**INSTRUCTIONS FOR THE TASK**
Where does the string "StoreError" appear in the records? Copy every line that contains it.

(Saved entries)
┏━━

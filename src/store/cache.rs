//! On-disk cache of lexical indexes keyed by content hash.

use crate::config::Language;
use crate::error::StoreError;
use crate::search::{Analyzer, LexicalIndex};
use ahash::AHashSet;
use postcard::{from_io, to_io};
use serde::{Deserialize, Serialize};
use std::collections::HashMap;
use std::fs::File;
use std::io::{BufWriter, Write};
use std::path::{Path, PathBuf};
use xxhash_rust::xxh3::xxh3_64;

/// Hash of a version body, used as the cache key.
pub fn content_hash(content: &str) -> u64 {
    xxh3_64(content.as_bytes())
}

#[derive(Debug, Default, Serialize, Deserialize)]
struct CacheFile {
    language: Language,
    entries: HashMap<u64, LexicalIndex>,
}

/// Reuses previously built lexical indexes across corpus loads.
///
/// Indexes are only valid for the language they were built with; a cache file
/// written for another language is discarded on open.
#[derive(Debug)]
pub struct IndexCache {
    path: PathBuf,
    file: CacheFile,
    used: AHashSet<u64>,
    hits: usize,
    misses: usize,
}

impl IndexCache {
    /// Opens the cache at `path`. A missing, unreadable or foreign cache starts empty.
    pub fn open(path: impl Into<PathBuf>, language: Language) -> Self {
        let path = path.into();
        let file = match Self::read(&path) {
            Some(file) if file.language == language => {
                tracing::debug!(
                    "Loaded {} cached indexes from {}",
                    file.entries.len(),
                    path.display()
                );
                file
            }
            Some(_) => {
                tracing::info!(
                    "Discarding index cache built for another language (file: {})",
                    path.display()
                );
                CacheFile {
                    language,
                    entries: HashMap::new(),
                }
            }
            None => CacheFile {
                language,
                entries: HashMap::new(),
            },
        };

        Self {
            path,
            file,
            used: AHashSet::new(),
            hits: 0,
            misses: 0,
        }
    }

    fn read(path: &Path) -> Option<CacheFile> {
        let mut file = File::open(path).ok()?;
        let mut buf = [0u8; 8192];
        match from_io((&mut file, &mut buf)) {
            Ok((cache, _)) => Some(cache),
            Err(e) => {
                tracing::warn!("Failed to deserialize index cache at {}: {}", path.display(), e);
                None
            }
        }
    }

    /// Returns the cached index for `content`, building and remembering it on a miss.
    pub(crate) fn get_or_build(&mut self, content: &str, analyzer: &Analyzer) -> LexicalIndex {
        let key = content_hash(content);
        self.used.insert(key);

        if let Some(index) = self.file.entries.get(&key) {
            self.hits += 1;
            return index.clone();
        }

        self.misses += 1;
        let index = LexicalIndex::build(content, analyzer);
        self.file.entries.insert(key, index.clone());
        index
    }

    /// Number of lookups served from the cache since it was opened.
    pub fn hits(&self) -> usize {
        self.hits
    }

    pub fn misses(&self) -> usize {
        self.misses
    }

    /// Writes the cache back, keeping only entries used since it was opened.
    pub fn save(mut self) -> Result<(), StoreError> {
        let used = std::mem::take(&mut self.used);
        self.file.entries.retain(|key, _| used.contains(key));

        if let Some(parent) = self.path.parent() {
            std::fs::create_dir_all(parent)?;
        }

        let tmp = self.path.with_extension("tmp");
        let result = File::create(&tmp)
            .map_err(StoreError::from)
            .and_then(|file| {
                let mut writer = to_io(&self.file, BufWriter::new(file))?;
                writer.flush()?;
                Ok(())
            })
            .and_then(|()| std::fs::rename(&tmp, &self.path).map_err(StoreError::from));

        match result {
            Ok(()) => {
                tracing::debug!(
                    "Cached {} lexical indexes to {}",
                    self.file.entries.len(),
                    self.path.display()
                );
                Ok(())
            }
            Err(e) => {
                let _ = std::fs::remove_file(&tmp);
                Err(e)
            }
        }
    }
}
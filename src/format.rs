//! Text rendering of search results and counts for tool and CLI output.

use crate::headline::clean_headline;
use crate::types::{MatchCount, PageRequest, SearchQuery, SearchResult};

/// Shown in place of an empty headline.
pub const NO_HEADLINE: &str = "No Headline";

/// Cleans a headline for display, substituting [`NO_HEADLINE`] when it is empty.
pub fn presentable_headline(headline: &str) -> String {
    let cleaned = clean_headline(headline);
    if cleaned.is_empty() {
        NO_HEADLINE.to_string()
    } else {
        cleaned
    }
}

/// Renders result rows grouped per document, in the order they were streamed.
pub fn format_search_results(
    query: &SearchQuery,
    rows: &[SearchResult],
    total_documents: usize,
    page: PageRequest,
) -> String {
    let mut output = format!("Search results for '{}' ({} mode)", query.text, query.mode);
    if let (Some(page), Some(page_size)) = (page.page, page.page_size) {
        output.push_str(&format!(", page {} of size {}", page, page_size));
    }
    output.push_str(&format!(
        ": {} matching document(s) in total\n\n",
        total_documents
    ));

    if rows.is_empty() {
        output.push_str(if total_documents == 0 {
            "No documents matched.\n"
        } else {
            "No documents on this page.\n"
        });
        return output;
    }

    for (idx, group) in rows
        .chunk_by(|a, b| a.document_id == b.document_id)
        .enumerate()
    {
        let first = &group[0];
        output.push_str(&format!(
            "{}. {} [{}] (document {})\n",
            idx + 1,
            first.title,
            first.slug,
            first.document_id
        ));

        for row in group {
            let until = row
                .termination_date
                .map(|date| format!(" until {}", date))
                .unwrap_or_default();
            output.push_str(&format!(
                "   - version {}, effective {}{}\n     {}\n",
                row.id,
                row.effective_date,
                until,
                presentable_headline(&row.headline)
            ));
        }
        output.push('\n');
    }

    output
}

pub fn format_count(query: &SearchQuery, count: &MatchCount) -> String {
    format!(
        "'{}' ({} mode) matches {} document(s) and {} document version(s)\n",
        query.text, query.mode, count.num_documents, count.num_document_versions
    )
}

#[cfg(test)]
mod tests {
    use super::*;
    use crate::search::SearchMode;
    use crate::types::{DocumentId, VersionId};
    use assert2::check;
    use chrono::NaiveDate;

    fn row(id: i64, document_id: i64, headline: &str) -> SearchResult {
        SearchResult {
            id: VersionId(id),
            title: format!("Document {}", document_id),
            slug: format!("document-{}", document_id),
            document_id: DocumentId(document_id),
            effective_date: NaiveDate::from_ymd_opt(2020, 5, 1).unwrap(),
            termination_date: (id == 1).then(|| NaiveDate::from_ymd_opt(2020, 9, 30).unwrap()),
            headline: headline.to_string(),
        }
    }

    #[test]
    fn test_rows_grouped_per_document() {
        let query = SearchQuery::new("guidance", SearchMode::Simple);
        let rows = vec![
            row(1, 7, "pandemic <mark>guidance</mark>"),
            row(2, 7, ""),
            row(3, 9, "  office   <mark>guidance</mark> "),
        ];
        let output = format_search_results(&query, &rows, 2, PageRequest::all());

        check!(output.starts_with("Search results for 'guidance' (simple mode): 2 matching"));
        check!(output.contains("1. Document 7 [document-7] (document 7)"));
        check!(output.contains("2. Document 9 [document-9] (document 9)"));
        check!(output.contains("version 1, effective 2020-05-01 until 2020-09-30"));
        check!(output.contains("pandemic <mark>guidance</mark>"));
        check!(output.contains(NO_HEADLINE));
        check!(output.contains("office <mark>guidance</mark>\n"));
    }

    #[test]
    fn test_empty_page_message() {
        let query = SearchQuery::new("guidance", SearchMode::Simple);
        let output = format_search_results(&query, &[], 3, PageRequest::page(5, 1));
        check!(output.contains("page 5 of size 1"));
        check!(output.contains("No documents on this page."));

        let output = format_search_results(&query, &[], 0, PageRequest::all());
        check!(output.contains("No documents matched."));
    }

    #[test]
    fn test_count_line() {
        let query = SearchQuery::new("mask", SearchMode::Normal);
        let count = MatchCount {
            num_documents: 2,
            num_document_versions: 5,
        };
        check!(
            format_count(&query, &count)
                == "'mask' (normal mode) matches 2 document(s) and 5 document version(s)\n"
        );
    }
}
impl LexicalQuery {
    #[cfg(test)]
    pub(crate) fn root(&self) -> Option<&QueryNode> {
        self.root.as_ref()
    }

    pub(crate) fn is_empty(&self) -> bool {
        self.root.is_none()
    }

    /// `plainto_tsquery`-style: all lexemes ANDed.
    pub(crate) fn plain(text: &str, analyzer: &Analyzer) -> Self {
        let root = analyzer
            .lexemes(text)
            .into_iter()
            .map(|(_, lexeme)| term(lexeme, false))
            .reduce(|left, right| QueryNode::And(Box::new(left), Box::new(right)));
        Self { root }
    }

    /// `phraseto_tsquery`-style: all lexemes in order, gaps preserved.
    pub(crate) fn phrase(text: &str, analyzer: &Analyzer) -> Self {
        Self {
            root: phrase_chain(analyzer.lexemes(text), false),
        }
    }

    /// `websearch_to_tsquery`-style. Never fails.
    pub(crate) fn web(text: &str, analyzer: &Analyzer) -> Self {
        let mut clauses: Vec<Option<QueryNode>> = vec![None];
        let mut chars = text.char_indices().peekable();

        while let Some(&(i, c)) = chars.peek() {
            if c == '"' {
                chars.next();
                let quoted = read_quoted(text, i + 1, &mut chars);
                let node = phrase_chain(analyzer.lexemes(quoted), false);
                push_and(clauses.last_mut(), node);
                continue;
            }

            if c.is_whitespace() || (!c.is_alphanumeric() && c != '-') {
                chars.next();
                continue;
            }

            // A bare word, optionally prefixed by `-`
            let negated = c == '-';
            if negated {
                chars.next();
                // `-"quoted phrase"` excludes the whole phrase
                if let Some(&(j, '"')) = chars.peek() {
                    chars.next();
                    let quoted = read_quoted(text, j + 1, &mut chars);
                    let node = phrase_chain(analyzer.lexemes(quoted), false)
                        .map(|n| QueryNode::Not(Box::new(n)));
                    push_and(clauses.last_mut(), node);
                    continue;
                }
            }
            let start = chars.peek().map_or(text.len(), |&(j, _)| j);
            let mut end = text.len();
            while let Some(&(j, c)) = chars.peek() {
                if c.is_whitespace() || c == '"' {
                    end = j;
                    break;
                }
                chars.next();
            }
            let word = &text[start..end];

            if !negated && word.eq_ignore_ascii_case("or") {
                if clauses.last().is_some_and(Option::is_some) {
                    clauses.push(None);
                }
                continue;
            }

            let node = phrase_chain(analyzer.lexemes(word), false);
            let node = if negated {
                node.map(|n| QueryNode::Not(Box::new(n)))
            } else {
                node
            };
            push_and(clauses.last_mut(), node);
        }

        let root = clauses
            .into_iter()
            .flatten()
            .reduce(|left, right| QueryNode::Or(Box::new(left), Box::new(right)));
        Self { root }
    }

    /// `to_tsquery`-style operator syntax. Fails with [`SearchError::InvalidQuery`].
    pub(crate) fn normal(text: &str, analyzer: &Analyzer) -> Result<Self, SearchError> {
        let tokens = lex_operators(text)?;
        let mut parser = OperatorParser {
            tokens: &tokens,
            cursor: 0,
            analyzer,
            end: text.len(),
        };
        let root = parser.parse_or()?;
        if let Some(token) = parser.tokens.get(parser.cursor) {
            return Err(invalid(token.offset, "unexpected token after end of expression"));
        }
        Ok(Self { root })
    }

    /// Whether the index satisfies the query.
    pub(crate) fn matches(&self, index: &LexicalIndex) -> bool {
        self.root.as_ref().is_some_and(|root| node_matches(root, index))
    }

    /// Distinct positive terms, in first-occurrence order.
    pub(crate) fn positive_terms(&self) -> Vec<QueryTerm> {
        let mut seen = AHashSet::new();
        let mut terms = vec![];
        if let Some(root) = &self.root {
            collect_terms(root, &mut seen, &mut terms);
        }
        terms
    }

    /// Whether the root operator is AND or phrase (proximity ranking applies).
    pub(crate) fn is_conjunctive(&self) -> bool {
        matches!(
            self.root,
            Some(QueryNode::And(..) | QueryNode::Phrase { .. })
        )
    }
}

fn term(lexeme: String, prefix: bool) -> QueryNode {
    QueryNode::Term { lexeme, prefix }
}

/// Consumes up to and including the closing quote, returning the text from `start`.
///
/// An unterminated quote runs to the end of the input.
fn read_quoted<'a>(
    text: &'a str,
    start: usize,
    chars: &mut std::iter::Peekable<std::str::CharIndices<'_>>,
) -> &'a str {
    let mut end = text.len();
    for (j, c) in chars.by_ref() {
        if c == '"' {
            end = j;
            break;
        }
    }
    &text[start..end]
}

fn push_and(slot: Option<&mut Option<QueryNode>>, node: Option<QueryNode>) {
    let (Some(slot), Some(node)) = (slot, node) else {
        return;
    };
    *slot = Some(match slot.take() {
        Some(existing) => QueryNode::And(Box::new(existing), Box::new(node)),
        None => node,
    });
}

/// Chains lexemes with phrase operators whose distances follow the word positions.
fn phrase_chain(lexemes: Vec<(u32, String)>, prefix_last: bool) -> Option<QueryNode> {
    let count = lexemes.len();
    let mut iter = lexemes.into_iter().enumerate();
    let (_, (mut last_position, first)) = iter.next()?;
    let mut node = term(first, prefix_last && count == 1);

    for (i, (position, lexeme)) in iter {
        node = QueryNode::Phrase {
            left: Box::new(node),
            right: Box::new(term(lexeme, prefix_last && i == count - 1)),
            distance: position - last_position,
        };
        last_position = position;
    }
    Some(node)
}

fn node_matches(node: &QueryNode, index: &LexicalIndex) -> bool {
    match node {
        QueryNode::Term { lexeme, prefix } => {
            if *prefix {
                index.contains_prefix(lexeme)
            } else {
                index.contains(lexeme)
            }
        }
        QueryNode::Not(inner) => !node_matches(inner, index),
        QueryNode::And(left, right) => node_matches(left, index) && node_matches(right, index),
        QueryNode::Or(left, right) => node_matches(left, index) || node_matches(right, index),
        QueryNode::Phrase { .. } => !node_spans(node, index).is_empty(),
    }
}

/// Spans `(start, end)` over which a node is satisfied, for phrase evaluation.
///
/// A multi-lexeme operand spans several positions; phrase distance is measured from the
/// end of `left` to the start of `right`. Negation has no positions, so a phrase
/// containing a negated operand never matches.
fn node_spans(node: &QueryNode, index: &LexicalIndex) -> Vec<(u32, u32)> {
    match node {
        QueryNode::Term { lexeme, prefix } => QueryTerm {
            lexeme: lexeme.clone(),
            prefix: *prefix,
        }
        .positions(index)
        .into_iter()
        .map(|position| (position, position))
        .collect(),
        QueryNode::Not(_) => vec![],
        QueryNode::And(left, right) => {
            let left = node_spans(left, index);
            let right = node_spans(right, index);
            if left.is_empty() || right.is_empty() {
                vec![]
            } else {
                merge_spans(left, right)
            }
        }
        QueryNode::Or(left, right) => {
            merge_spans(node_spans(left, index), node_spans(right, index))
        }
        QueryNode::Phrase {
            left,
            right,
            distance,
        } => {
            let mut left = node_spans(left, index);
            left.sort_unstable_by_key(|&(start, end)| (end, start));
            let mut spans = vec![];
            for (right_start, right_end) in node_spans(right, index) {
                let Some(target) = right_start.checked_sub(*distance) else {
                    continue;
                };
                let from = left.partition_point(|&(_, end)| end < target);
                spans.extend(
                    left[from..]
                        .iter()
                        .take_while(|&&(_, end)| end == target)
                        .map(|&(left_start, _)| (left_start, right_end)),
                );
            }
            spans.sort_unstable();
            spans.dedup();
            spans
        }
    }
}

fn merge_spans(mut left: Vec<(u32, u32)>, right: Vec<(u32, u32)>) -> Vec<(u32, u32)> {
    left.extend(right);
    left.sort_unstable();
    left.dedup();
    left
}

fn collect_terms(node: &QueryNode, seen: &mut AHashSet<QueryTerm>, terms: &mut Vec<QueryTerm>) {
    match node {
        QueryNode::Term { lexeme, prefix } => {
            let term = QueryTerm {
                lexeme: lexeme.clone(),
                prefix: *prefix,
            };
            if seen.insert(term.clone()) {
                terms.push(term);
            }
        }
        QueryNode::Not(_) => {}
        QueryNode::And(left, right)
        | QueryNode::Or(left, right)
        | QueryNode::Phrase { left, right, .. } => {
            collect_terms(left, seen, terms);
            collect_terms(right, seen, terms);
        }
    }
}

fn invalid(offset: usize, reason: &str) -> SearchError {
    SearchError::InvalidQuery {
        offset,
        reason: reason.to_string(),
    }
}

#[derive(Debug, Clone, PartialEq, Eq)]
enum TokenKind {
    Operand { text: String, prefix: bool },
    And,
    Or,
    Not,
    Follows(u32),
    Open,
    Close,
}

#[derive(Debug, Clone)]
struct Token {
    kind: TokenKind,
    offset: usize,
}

┗━━

**WRITTEN SOLUTION**
use crate::error::StoreError;
    pub fn save(mut self) -> Result<(), StoreError> {
            .map_err(StoreError::from)
            .and_then(|()| std::fs::rename(&tmp, &self.path).map_err(StoreError::from));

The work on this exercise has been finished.